The hypersonic glide vehicle (HGV) test appears to mark a step beyond China’s anti-ship ballistic missile (ASBM) program, featuring a slower, shorter-range maneuverable reentry vehicle (RV)—and may point to a second-generation ASBM.

To some analysts, the test underscores the need for the U.S. to field directed-energy weapons, since interceptor missiles may be unable to handle targets that appear with little warning and then maneuver at speeds above Mach 5. The U.S. is developing directed-energy weapons, but it is not clear when they will be needed or available.

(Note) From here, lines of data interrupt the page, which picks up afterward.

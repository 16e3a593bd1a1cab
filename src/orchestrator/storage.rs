//! Key-value storage backends for session snapshots.

use std::collections::HashMap;
use std::fs;
use std::io::Write;
use std::path::{Path, PathBuf};
use std::sync::Mutex;
use uuid::Uuid;

use crate::errors::StorageError;

/// Byte-oriented key-value storage.
pub trait Storage: Send + Sync {
    /// Store `bytes` under `key`, replacing any previous value atomically.
    fn put(&self, key: &str, bytes: &[u8]) -> Result<(), StorageError>;

    fn get(&self, key: &str) -> Result<Vec<u8>, StorageError>;

    fn exists(&self, key: &str) -> Result<bool, StorageError>;

    /// All stored keys, sorted.
    fn keys(&self) -> Result<Vec<String>, StorageError>;
}

/// Keys become file names, so only a conservative character set is allowed.
fn validate_key(key: &str) -> Result<(), StorageError> {
    let valid = !key.is_empty()
        && !key.starts_with('.')
        && key
            .chars()
            .all(|c| c.is_ascii_alphanumeric() || matches!(c, '-' | '_' | '.'))
        && !key.contains("..");
    if valid {
        Ok(())
    } else {
        Err(StorageError::InvalidKey(key.to_string()))
    }
}

/// One JSON file per key under a directory.
///
/// Writes go to a hidden temp file in the same directory, are synced, then
/// renamed over the target so readers never observe a partial snapshot.
#[derive(Debug, Clone)]
pub struct FileStorage {
    root: PathBuf,
}

impl FileStorage {
    const EXTENSION: &'static str = "json";

    pub fn new(root: impl Into<PathBuf>) -> Self {
        Self { root: root.into() }
    }

    pub fn root(&self) -> &Path {
        &self.root
    }

    fn path_for(&self, key: &str) -> Result<PathBuf, StorageError> {
        validate_key(key)?;
        Ok(self.root.join(format!("{}.{}", key, Self::EXTENSION)))
    }

    fn io_err(path: &Path) -> impl FnOnce(std::io::Error) -> StorageError + '_ {
        move |source| StorageError::Io {
            path: path.to_path_buf(),
            source,
        }
    }

    fn write_temp(tmp: &Path, bytes: &[u8]) -> std::io::Result<()> {
        let mut file = fs::File::create(tmp)?;
        file.write_all(bytes)?;
        file.sync_all()
    }
}

impl Storage for FileStorage {
    fn put(&self, key: &str, bytes: &[u8]) -> Result<(), StorageError> {
        let path = self.path_for(key)?;
        fs::create_dir_all(&self.root).map_err(Self::io_err(&self.root))?;

        let tmp = self
            .root
            .join(format!(".{}.{}.tmp", key, Uuid::new_v4().simple()));
        if let Err(e) = Self::write_temp(&tmp, bytes) {
            let _ = fs::remove_file(&tmp);
            return Err(Self::io_err(&tmp)(e));
        }
        if let Err(e) = fs::rename(&tmp, &path) {
            let _ = fs::remove_file(&tmp);
            return Err(Self::io_err(&path)(e));
        }
        Ok(())
    }

    fn get(&self, key: &str) -> Result<Vec<u8>, StorageError> {
        let path = self.path_for(key)?;
        match fs::read(&path) {
            Ok(bytes) => Ok(bytes),
            Err(e) if e.kind() == std::io::ErrorKind::NotFound => {
                Err(StorageError::NotFound(key.to_string()))
            }
            Err(e) => Err(Self::io_err(&path)(e)),
        }
    }

    fn exists(&self, key: &str) -> Result<bool, StorageError> {
        Ok(self.path_for(key)?.is_file())
    }

    fn keys(&self) -> Result<Vec<String>, StorageError> {
        let entries = match fs::read_dir(&self.root) {
            Ok(entries) => entries,
            Err(e) if e.kind() == std::io::ErrorKind::NotFound => return Ok(Vec::new()),
            Err(e) => return Err(Self::io_err(&self.root)(e)),
        };

        let mut keys = Vec::new();
        for entry in entries {
            let entry = entry.map_err(Self::io_err(&self.root))?;
            let path = entry.path();
            if path.extension().and_then(|e| e.to_str()) != Some(Self::EXTENSION) {
                continue;
            }
            let stem = path.file_stem().and_then(|s| s.to_str());
            if let Some(stem) = stem.filter(|s| validate_key(s).is_ok()) {
                keys.push(stem.to_string());
            }
        }
        keys.sort();
        Ok(keys)
    }
}

/// In-memory storage for tests.
#[derive(Debug, Default)]
pub struct MemoryStorage {
    entries: Mutex<HashMap<String, Vec<u8>>>,
}

impl MemoryStorage {
    pub fn new() -> Self {
        Self::default()
    }
}

impl Storage for MemoryStorage {
    fn put(&self, key: &str, bytes: &[u8]) -> Result<(), StorageError> {
        validate_key(key)?;
        self.entries
            .lock()
            .map_err(|_| StorageError::LockPoisoned)?
            .insert(key.to_string(), bytes.to_vec());
        Ok(())
    }

    fn get(&self, key: &str) -> Result<Vec<u8>, StorageError> {
        self.entries
            .lock()
            .map_err(|_| StorageError::LockPoisoned)?
            .get(key)
            .cloned()
            .ok_or_else(|| StorageError::NotFound(key.to_string()))
    }

    fn exists(&self, key: &str) -> Result<bool, StorageError> {
        Ok(self
            .entries
            .lock()
            .map_err(|_| StorageError::LockPoisoned)?
            .contains_key(key))
    }

    fn keys(&self) -> Result<Vec<String>, StorageError> {
        let mut keys: Vec<String> = self
            .entries
            .lock()
            .map_err(|_| StorageError::LockPoisoned)?
            .keys()
            .cloned()
            .collect();
        keys.sort();
        Ok(keys)
    }
}

#[cfg(test)]
mod tests {
    use super::*;
    use tempfile::tempdir;

    #[test]
    fn test_file_put_get_overwrite() {
        let dir = tempdir().unwrap();
        let storage = FileStorage::new(dir.path().join("state"));

        assert!(!storage.exists("s1").unwrap());
        storage.put("s1", b"first").unwrap();
        storage.put("s1", b"second").unwrap();
        assert!(storage.exists("s1").unwrap());
        assert_eq!(storage.get("s1").unwrap(), b"second");
    }

    #[test]
    fn test_file_leaves_no_temp_files() {
        let dir = tempdir().unwrap();
        let storage = FileStorage::new(dir.path());
        storage.put("a", b"{}").unwrap();
        storage.put("b", b"{}").unwrap();

        let names: Vec<String> = fs::read_dir(dir.path())
            .unwrap()
            .map(|e| e.unwrap().file_name().to_string_lossy().to_string())
            .collect();
        assert!(names.iter().all(|n| !n.ends_with(".tmp")), "{names:?}");
        assert_eq!(storage.keys().unwrap(), vec!["a", "b"]);
    }

    #[test]
    fn test_file_missing_key() {
        let dir = tempdir().unwrap();
        let storage = FileStorage::new(dir.path());
        assert!(matches!(storage.get("nope"), Err(StorageError::NotFound(_))));
    }

    #[test]
    fn test_keys_on_missing_root() {
        let dir = tempdir().unwrap();
        let storage = FileStorage::new(dir.path().join("never-created"));
        assert!(storage.keys().unwrap().is_empty());
    }

    #[test]
    fn test_keys_skip_foreign_files() {
        let dir = tempdir().unwrap();
        let storage = FileStorage::new(dir.path());
        storage.put("good", b"{}").unwrap();
        fs::write(dir.path().join("notes.txt"), "x").unwrap();
        fs::write(dir.path().join(".good.abc.tmp"), "x").unwrap();
        assert_eq!(storage.keys().unwrap(), vec!["good"]);
    }

    #[test]
    fn test_invalid_keys_rejected() {
        let storage = MemoryStorage::new();
        for key in ["", "../escape", ".hidden", "a/b", "x..y"] {
            assert!(
                matches!(storage.put(key, b""), Err(StorageError::InvalidKey(_))),
                "{key}"
            );
        }
    }

    #[test]
    fn test_memory_storage() {
        let storage = MemoryStorage::new();
        storage.put("b", b"2").unwrap();
        storage.put("a", b"1").unwrap();
        assert_eq!(storage.get("a").unwrap(), b"1");
        assert!(storage.exists("b").unwrap());
        assert_eq!(storage.keys().unwrap(), vec!["a", "b"]);
        assert!(matches!(storage.get("c"), Err(StorageError::NotFound(_))));
    }
}
use anyhow::{Context, Result};
use clap::{Parser, Subcommand};
use std::path::PathBuf;

use swarm::logging::{self, LogFormat};
use swarm::worker::Role;

mod cmd;

#[derive(Parser)]
#[command(name = "swarm")]
#[command(version, about = "Run coding tasks through a pipeline of specialized Claude agents")]
pub struct Cli {
    #[arg(short, long, global = true)]
    pub verbose: bool,

    /// Format of diagnostic logs written to stderr
    #[arg(long, value_enum, default_value_t = LogFormat::Text, global = true)]
    pub log_format: LogFormat,

    #[arg(long, global = true)]
    pub project_dir: Option<PathBuf>,

    #[command(subcommand)]
    pub command: Commands,
}

#[derive(Subcommand)]
pub enum Commands {
    /// Write a default .swarm.yaml and create the workspace
    Init {
        /// Overwrite an existing configuration
        #[arg(long)]
        force: bool,
    },
    /// Run a task through the pipeline
    Run {
        task: String,
        /// Files to hand to every worker as context
        #[arg(short, long = "context")]
        context: Vec<PathBuf>,
        /// Run only this agent (a built-in role or a custom agent)
        #[arg(short, long)]
        agent: Option<String>,
        /// Run the coder alone, without review or tests
        #[arg(long)]
        no_pipeline: bool,
        #[arg(long)]
        skip_security: bool,
        #[arg(long)]
        skip_review: bool,
        #[arg(long)]
        skip_tests: bool,
    },
    /// Plan a feature with the architect agent
    Plan {
        feature: String,
        /// Execute the plan immediately
        #[arg(short, long)]
        execute: bool,
    },
    /// Continue an interrupted session
    Resume { session_id: String },
    /// Show a session (defaults to the most recent)
    Status { session_id: Option<String> },
    /// List sessions, newest first
    Sessions,
    /// Show the compact summaries recorded for a session
    Summaries {
        #[arg(short, long)]
        session: Option<String>,
    },
    /// List available agents
    Agents,
    /// Show the effective configuration
    Config,
}

#[tokio::main]
async fn main() -> Result<()> {
    let cli = Cli::parse();
    logging::init(cli.verbose, cli.log_format);

    let project_dir = match cli.project_dir.clone() {
        Some(dir) => dir,
        None => std::env::current_dir().context("Failed to get current directory")?,
    };

    match cli.command {
        Commands::Init { force } => cmd::cmd_init(&project_dir, force)?,
        Commands::Run {
            task,
            context,
            agent,
            no_pipeline,
            skip_security,
            skip_review,
            skip_tests,
        } => {
            let mode = match agent {
                Some(agent) => cmd::RunMode::Single(agent),
                None if no_pipeline => cmd::RunMode::Single(Role::Coder.name().to_string()),
                None => cmd::RunMode::Pipeline(swarm::config::PipelineOptions {
                    skip_security,
                    skip_review,
                    skip_tests,
                }),
            };
            cmd::cmd_run(&project_dir, &task, context, mode).await?;
        }
        Commands::Plan { feature, execute } => cmd::cmd_plan(&project_dir, &feature, execute).await?,
        Commands::Resume { session_id } => cmd::cmd_resume(&project_dir, &session_id).await?,
        Commands::Status { session_id } => cmd::cmd_status(&project_dir, session_id.as_deref())?,
        Commands::Sessions => cmd::cmd_sessions(&project_dir)?,
        Commands::Summaries { session } => cmd::cmd_summaries(&project_dir, session.as_deref())?,
        Commands::Agents => cmd::cmd_agents(&project_dir)?,
        Commands::Config => cmd::cmd_config(&project_dir)?,
    }

    Ok(())
}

China’s HGV, called WU-14 by the Pentagon, was launched into space by an intercontinental ballistic missile (ICBM) booster, after which it returned to the atmosphere to glide at up to Mach 10. The test was conducted within China, says the defense ministry in Beijing. On Jan. 19, another object was test-launched from the same space base at Taiyuan, says analyst Richard Fisher of the Washington-based International Assessment and Strategy Center. The Jan. 9 test was first detailed by Bill Gertz of the Washington Free Beacon.